**YOUR INSTRUCTIONS**.
Check every line of the data for the word "sslmode", and copy those that have it.

Top of PROVIDED ENTRIES

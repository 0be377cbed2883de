//! PostgreSQL implementation of the transport contract

use super::{
    Column, ConnectParams, Connector, DriverConnection, DriverError, Endpoint, ErrorKind, Param,
    QueryResult, Row, TlsParams,
};
use crate::connection::{Connection, ConnectionConfig, QueryOutcome, TlsConfig, Transport};
use crate::{Error, Result};
use async_trait::async_trait;
use std::sync::Arc;
use tracing::Instrument;

/// Opens native protocol connections
#[derive(Debug, Clone, Copy, Default)]
pub struct PgConnector;

impl PgConnector {
    /// Create a connector
    pub fn new() -> Self {
        Self
    }
}

#[async_trait]
impl Connector for PgConnector {
    type Connection = PgConnection;

    async fn open(&self, params: &ConnectParams) -> std::result::Result<PgConnection, DriverError> {
        let span = tracing::debug_span!(
            "open",
            endpoint = %params.endpoint,
            user = %params.user,
            sslmode = %params.tls.mode
        );
        match tokio::time::timeout(params.connect_timeout, establish(params))
            .instrument(span)
            .await
        {
            Ok(Ok(conn)) => Ok(PgConnection { conn }),
            Ok(Err(e)) => Err(open_error(e)),
            Err(_) => Err(open_error(Error::Timeout(params.connect_timeout))),
        }
    }
}

/// Every failure while opening is a connection failure, except settings
/// that could never work.
fn open_error(err: Error) -> DriverError {
    let kind = match err.kind() {
        ErrorKind::Configuration => ErrorKind::Configuration,
        _ => ErrorKind::Operational,
    };
    DriverError::new(kind, err.to_string())
}

async fn establish(params: &ConnectParams) -> Result<Connection> {
    let config = connection_config(params);

    match &params.endpoint {
        Endpoint::Tcp { host, port } => {
            let tls = if params.tls.mode.attempts_tls() {
                Some(tls_config(&params.tls)?)
            } else {
                None
            };
            let transport = Transport::connect_tcp(host, *port).await?;
            let mut conn = Connection::new(transport);
            conn.startup(&config, tls.as_ref(), Some(host.as_str())).await?;
            Ok(conn)
        }
        Endpoint::Unix(path) => {
            if !params.tls.mode.allows_plaintext() {
                return Err(Error::Config(format!(
                    "sslmode={} cannot be used over a Unix socket",
                    params.tls.mode
                )));
            }
            let transport = Transport::connect_unix(path).await?;
            let mut conn = Connection::new(transport);
            conn.startup(&config, None, None).await?;
            Ok(conn)
        }
    }
}

fn connection_config(params: &ConnectParams) -> ConnectionConfig {
    let mut builder = ConnectionConfig::builder(params.user.clone())
        .application_name(params.application_name.clone());
    if let Some(password) = &params.password {
        builder = builder.password(password.clone());
    }
    if let Some(database) = &params.database {
        builder = builder.database(database.clone());
    }
    builder.build()
}

fn tls_config(tls: &TlsParams) -> Result<TlsConfig> {
    let mut builder = TlsConfig::builder(tls.mode);
    if let Some(path) = &tls.root_cert {
        builder = builder.ca_cert_path(path.clone());
    }
    if let Some(path) = &tls.cert {
        builder = builder.client_cert_path(path.clone());
    }
    if let Some(path) = &tls.key {
        builder = builder.client_key_path(path.clone());
    }
    builder.build()
}

/// Open native protocol connection
#[derive(Debug)]
pub struct PgConnection {
    conn: Connection,
}

#[async_trait]
impl DriverConnection for PgConnection {
    async fn set_autocommit(&mut self, enabled: bool) -> std::result::Result<(), DriverError> {
        // every statement runs in its own implicit transaction
        if enabled {
            Ok(())
        } else {
            Err(DriverError::new(
                ErrorKind::NotSupported,
                "explicit transaction mode is not supported",
            ))
        }
    }

    async fn execute(
        &mut self,
        sql: &str,
        params: &[Param],
    ) -> std::result::Result<QueryResult, DriverError> {
        let text: Vec<Option<String>> = params.iter().map(Param::to_text).collect();
        let outcome = self.conn.query(sql, &text).await?;
        Ok(into_result(outcome))
    }

    async fn ping(&mut self) -> std::result::Result<(), DriverError> {
        Ok(self.conn.ping().await?)
    }

    async fn backend_id(&mut self) -> std::result::Result<Option<i64>, DriverError> {
        let outcome = self.conn.query("SELECT pg_backend_pid()", &[]).await?;
        let from_query = into_result(outcome)
            .rows
            .first()
            .and_then(|row| row.get_as::<i64>("pg_backend_pid"));
        Ok(from_query.or_else(|| self.conn.process_id().map(i64::from)))
    }

    async fn close(self) -> std::result::Result<(), DriverError> {
        Ok(self.conn.close().await?)
    }
}

fn into_result(outcome: QueryOutcome) -> QueryResult {
    let rows_affected = outcome.rows_affected();
    let columns: Vec<Column> = outcome
        .columns
        .iter()
        .map(|field| Column::new(field.name.clone(), field.type_oid))
        .collect();
    let shared: Arc<[Column]> = columns.clone().into();
    let rows = outcome
        .rows
        .into_iter()
        .map(|values| {
            let values = values
                .into_iter()
                .map(|v| v.map(|bytes| String::from_utf8_lossy(&bytes).into_owned()))
                .collect();
            Row::new(shared.clone(), values)
        })
        .collect();
    QueryResult {
        columns,
        rows,
        rows_affected,
    }
}
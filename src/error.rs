//! Error types

use crate::driver::ErrorKind;
use crate::protocol::ErrorFields;
use std::io;
use thiserror::Error;

/// Result alias used throughout the crate
pub type Result<T> = std::result::Result<T, Error>;

/// Main error type
#[derive(Debug, Error)]
pub enum Error {
    /// The link to the server could not be established or maintained
    #[error("{0}")]
    Connection(String),

    /// User-facing failure surfaced by the session (raw server/driver message)
    #[error("{0}")]
    Manual(String),

    /// Invalid configuration
    #[error("invalid configuration: {0}")]
    Config(String),

    /// I/O error
    #[error("I/O error: {0}")]
    Io(#[from] io::Error),

    /// Protocol violation
    #[error("protocol error: {0}")]
    Protocol(String),

    /// Query text or parameter cannot be sent (e.g. interior NUL byte)
    #[error("invalid input: {0}")]
    InvalidInput(String),

    /// Authentication failure
    #[error("authentication failed: {0}")]
    Authentication(String),

    /// Error reported by the server in an ErrorResponse
    #[error("{0}")]
    Server(ServerError),

    /// The server closed the connection
    #[error("connection closed by server")]
    ConnectionClosed,

    /// Connection is not idle (a previous query never finished)
    #[error("connection busy: {0}")]
    ConnectionBusy(String),

    /// Invalid state transition
    #[error("invalid state: expected {expected}, got {actual}")]
    InvalidState {
        /// Expected state description
        expected: String,
        /// Actual state description
        actual: String,
    },

    /// Connect phase exceeded its deadline
    #[error("timeout expired after {0:?}")]
    Timeout(std::time::Duration),
}

/// Server error with its SQLSTATE
#[derive(Debug, Clone, PartialEq, Eq)]
pub struct ServerError {
    /// SQLSTATE code (five characters)
    pub code: String,
    /// Primary message
    pub message: String,
    /// Optional detail line
    pub detail: Option<String>,
}

impl ServerError {
    /// Two-character SQLSTATE class
    pub fn class(&self) -> &str {
        self.code.get(..2).unwrap_or("")
    }
}

impl std::fmt::Display for ServerError {
    fn fmt(&self, f: &mut std::fmt::Formatter<'_>) -> std::fmt::Result {
        write!(f, "{}", self.message)?;
        if let Some(detail) = &self.detail {
            write!(f, "\nDETAIL:  {}", detail)?;
        }
        Ok(())
    }
}

impl From<ErrorFields> for ServerError {
    fn from(fields: ErrorFields) -> Self {
        Self {
            code: fields.code.unwrap_or_else(|| "XX000".to_string()),
            message: fields
                .message
                .unwrap_or_else(|| "unknown server error".to_string()),
            detail: fields.detail,
        }
    }
}

impl Error {
    /// Classify this error into the transport's closed error set.
    pub fn kind(&self) -> ErrorKind {
        match self {
            Error::Connection(_)
            | Error::Io(_)
            | Error::ConnectionClosed
            | Error::Authentication(_)
            | Error::Timeout(_) => ErrorKind::Operational,
            Error::Protocol(_) => ErrorKind::Interface,
            Error::ConnectionBusy(_) | Error::InvalidState { .. } => ErrorKind::HandleInvalid,
            Error::Config(_) => ErrorKind::Configuration,
            Error::InvalidInput(_) => ErrorKind::Data,
            Error::Manual(_) => ErrorKind::Internal,
            Error::Server(err) => sqlstate_kind(&err.code),
        }
    }
}

/// Map a SQLSTATE code to an error kind.
pub fn sqlstate_kind(code: &str) -> ErrorKind {
    if code == "42501" {
        return ErrorKind::Permission;
    }
    match code.get(..2).unwrap_or("") {
        // connection exception, insufficient resources, operator intervention,
        // system error, transaction rollback, invalid authorization
        "08" | "53" | "57" | "58" | "40" | "28" => ErrorKind::Operational,
        "42" => ErrorKind::Programming,
        "23" => ErrorKind::Integrity,
        "22" => ErrorKind::Data,
        "0A" => ErrorKind::NotSupported,
        _ => ErrorKind::Internal,
    }
}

Bottom of PROVIDED ENTRIES

**EXERCISE ANSWER**.
            sslmode = %params.tls.mode
                    "sslmode={} cannot be used over a Unix socket",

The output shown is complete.